(Data excerpts)
%%

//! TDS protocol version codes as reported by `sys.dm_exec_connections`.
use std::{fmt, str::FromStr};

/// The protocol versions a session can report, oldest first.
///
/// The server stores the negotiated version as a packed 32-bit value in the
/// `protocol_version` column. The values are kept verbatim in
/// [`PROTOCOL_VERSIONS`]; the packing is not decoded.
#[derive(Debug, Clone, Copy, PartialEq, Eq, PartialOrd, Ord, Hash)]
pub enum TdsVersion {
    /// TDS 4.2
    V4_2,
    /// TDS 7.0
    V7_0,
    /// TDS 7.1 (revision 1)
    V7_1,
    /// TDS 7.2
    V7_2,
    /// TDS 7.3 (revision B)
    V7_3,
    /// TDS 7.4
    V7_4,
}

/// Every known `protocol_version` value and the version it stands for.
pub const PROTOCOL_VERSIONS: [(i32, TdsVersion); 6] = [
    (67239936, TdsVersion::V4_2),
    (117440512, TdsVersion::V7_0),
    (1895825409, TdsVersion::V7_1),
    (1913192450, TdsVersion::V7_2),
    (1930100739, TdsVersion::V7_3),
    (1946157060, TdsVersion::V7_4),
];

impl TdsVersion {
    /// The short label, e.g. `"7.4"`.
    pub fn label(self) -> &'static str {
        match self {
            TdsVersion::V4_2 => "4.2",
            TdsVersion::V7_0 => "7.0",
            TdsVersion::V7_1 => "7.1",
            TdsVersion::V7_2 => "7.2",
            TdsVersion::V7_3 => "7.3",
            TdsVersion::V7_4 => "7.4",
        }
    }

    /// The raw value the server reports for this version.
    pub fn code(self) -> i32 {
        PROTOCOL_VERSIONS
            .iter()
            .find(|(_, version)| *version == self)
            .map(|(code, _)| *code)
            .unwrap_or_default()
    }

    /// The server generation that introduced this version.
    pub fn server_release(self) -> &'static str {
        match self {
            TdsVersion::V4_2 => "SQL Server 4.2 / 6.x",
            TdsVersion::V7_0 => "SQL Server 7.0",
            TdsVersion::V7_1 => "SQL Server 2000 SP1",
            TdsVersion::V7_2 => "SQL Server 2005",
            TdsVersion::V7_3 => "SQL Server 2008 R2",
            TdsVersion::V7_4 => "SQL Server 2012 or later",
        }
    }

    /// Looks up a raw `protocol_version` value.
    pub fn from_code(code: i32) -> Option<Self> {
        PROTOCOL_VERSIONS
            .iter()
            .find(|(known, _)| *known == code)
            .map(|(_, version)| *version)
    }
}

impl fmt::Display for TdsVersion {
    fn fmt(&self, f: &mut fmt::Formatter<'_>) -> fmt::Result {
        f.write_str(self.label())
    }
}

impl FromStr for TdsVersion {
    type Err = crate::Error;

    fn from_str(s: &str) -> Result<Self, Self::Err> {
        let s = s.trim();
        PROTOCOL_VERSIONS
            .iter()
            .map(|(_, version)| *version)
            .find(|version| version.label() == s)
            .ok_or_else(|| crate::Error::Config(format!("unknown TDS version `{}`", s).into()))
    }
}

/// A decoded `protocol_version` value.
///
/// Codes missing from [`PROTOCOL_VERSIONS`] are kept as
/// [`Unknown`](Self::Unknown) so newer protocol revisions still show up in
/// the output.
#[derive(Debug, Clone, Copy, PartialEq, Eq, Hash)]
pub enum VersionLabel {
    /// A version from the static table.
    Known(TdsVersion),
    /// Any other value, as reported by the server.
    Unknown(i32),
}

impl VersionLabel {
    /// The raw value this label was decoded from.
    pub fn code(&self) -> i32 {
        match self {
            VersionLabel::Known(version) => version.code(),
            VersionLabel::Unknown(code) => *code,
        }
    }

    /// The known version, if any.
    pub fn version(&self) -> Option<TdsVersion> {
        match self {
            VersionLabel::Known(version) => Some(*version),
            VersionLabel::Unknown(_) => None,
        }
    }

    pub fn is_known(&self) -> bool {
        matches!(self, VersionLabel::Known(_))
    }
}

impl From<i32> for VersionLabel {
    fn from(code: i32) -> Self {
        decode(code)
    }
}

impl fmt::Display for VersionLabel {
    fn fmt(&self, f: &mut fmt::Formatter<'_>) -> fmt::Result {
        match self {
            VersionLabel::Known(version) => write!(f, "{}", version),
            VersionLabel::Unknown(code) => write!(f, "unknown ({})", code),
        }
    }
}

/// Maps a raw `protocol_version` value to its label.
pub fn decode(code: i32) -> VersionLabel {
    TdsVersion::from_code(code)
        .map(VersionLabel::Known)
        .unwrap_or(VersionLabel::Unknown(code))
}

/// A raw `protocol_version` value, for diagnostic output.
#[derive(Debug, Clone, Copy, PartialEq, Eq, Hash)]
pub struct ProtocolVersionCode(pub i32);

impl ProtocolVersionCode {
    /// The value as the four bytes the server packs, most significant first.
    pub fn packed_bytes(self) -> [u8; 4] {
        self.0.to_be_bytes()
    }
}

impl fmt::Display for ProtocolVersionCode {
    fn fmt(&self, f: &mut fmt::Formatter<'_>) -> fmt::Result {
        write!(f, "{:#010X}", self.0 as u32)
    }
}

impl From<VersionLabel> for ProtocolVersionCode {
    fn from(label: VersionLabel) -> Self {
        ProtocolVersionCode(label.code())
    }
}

%%

DIRECTIONS FOR THIS TASK. Whenever the word "output" shows up in a line of the entries above, copy that line.

ANSWER SPACE.
/// the output.
/// A raw `protocol_version` value, for diagnostic output.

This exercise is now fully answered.